Normal practice in this book has been to intersperse case studies with
philosophy. But in this chapter we'll begin by looking at several
Unix designs that exhibit transparency and discoverability, and
attempt to draw lessons from them only after all have been
presented. Each major point of the analysis in the latter half of this
chapter draws on several of these, and the arrangement avoids forward
references to case studies the reader hasn't seen yet.
First, we'll look at an example of transparency in UI design. It
is audacity, an open-source editor for
sound files that runs on Unix systems, Mac OS X, and Windows.
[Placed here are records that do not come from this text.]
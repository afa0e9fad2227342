use colored::Colorize;

use crate::config::Settings;
use crate::core::{Thread, ToolInvocation};
use crate::llm::Role;
use crate::mcp::McpRegistry;

pub struct Console;

impl Console {
    pub fn new() -> Self {
        Self
    }

    pub fn banner(&self) {
        let rule = "=".repeat(60);
        println!("{}", rule.bright_cyan());
        println!(
            "{} {}",
            "Time & Weather Agent".bright_cyan().bold(),
            format!("v{}", env!("CARGO_PKG_VERSION")).dimmed()
        );
        println!("{}", rule.bright_cyan());
        println!("I can help you with time and weather information.");
        println!("Tell me where you are, and ask about the weather or time!");
        println!("Type 'quit' or 'exit' to end the conversation, 'help' for more.");
        println!("{}\n", rule.bright_cyan());
    }

    pub fn section(&self, title: &str) {
        let rule = "=".repeat(60);
        println!("\n{}", rule);
        println!("{}", title.bold());
        println!("{}", rule);
    }

    pub fn info(&self, message: &str) {
        println!("{} {}", "[INFO]".blue(), message);
    }

    pub fn warn(&self, message: &str) {
        println!("{} {}", "[WARN]".yellow(), message);
    }

    pub fn error(&self, message: &str) {
        println!("{} {}", "[ERROR]".red(), message);
    }

    pub fn success(&self, message: &str) {
        println!("{} {}", "[OK]".green(), message);
    }

    pub fn agent_message(&self, message: &str) {
        println!("\n{} {}\n", "Agent:".green().bold(), message);
    }

    pub fn tool_invocation(&self, invocation: &ToolInvocation) {
        let label = format!("[TOOL:{}]", invocation.name).magenta();
        let args = invocation.arguments.to_string();
        if invocation.is_error {
            println!("{} {} {}", label, args.dimmed(), invocation.output.red());
        } else {
            println!("{} {}", label, args.dimmed());
        }
    }

    pub fn check(&self, name: &str, passed: bool) {
        let status = if passed {
            "PASS".green().bold()
        } else {
            "FAIL".red().bold()
        };
        println!("  {}: {}", status, name);
    }

    pub fn history(&self, thread: &Thread) {
        println!("\n{}", "Conversation History:".bold().underline());
        for (i, msg) in thread.messages().iter().enumerate() {
            let role = match msg.role {
                Role::User => "USER".blue(),
                Role::Assistant => "AGENT".green(),
                Role::Tool => "TOOL".magenta(),
                Role::System => "SYSTEM".yellow(),
            };
            let preview: String = if msg.content.is_empty() && !msg.tool_calls.is_empty() {
                let names: Vec<&str> = msg.tool_calls.iter().map(|c| c.name.as_str()).collect();
                format!("(calls {})", names.join(", "))
            } else {
                msg.content.chars().take(100).collect()
            };
            println!("  {}. [{}] {}", i + 1, role, preview);
        }
        println!();
    }

    pub fn list_tools(&self, registry: &McpRegistry) {
        println!("\n{}", "AVAILABLE TOOLS".bold().underline());
        println!("{}", "─".repeat(50));

        let mut current_server = "";
        for (server, tool) in registry.list_all_tools() {
            if server != current_server {
                println!("\n  {}", format!("{}:", server).yellow());
                current_server = server;
            }
            println!(
                "    {} {}",
                tool.name.cyan(),
                format!("- {}", tool.description.as_deref().unwrap_or("")).dimmed()
            );
        }

        for (name, reason) in registry.failures() {
            println!(
                "\n  {} {}",
                format!("{}:", name).red(),
                format!("unavailable ({})", reason).dimmed()
            );
        }
        println!();
    }

    pub fn repl_help(&self) {
        println!("\n{}", "COMMANDS".bold().underline());
        println!("{}", "─".repeat(40));
        println!("  {}  - End the conversation", "quit, exit, q".cyan());
        println!("  {}   - Start a new conversation", "clear, reset".cyan());
        println!("  {}        - Show conversation history", "history".cyan());
        println!("  {}          - List MCP tools", "tools".cyan());
        println!("  {}        - Show this help", "help, ?".cyan());
        println!();
    }

    pub fn show_config(&self, settings: &Settings) {
        let unset = || "(unset)".dimmed().to_string();

        println!("\n{}", "CONFIGURATION".bold().underline());
        println!("{}", "─".repeat(50));

        println!("\n  {}", "Model:".yellow());
        println!("    Provider:   {}", settings.provider().to_string().cyan());
        for (label, value) in [
            ("Completion", &settings.model.completion_model),
            ("Medium", &settings.model.medium_model),
            ("Small", &settings.model.small_model),
        ] {
            println!(
                "    {:<11} {}",
                format!("{}:", label),
                value.clone().unwrap_or_else(unset)
            );
        }
        println!(
            "    Endpoint:   {}",
            settings.model.base_url.clone().unwrap_or_else(unset)
        );
        println!(
            "    API key:    {}",
            if settings.api_key().is_some() {
                "set".green()
            } else {
                "missing".red()
            }
        );

        println!("\n  {}", "MCP Servers:".yellow());
        for server in &settings.mcp_servers {
            let state = if server.enabled {
                "enabled".green()
            } else {
                "disabled".dimmed()
            };
            println!("    {} {} [{}]", server.name.cyan().bold(), server.url, state);
        }

        println!("\n  {}", "A2A Server:".yellow());
        println!(
            "    http://{}:{}/",
            settings.server.host, settings.server.port
        );

        if let Ok(path) = Settings::config_path() {
            println!(
                "\n  {} {}",
                "Config file:".yellow(),
                path.display().to_string().dimmed()
            );
        }
        println!();
    }
}

impl Default for Console {
    fn default() -> Self {
        Self::new()
    }
}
Sources, downloadable binaries, documentation, and screen shots are
available at the project site.
This program supports cutting, pasting, and editing of audio
samples. It supports multitrack editing and mixing. The UI is
superbly simple; the sound waveforms are shown in the
audacity window. The image of the
waveform can be cut and pasted; operations on that image are directly
reflected in the audio sample as soon as they are performed.
Multitrack editing is supported in the simplest possible way;
the screen splits into multiple per-track displays in a spatial
relationship that conveys their concurrency and makes it easy to
match features by inspection. Tracks can be dragged right or
left with the mouse to change their relative timing.
Several features of this UI are subtly excellent and worthy of
emulation: the large, easily visible and clickable operation
buttons with distinguishing colors, the presence of an undo command
that removes most of the risk from experimentation, the volume slider
that makes softness/loudness visually obvious in its shape.
But these are details. The central virtue of this program is
that it has a superbly transparent and natural user interface, one that
erects as few barriers between the user and the sound file as
possible.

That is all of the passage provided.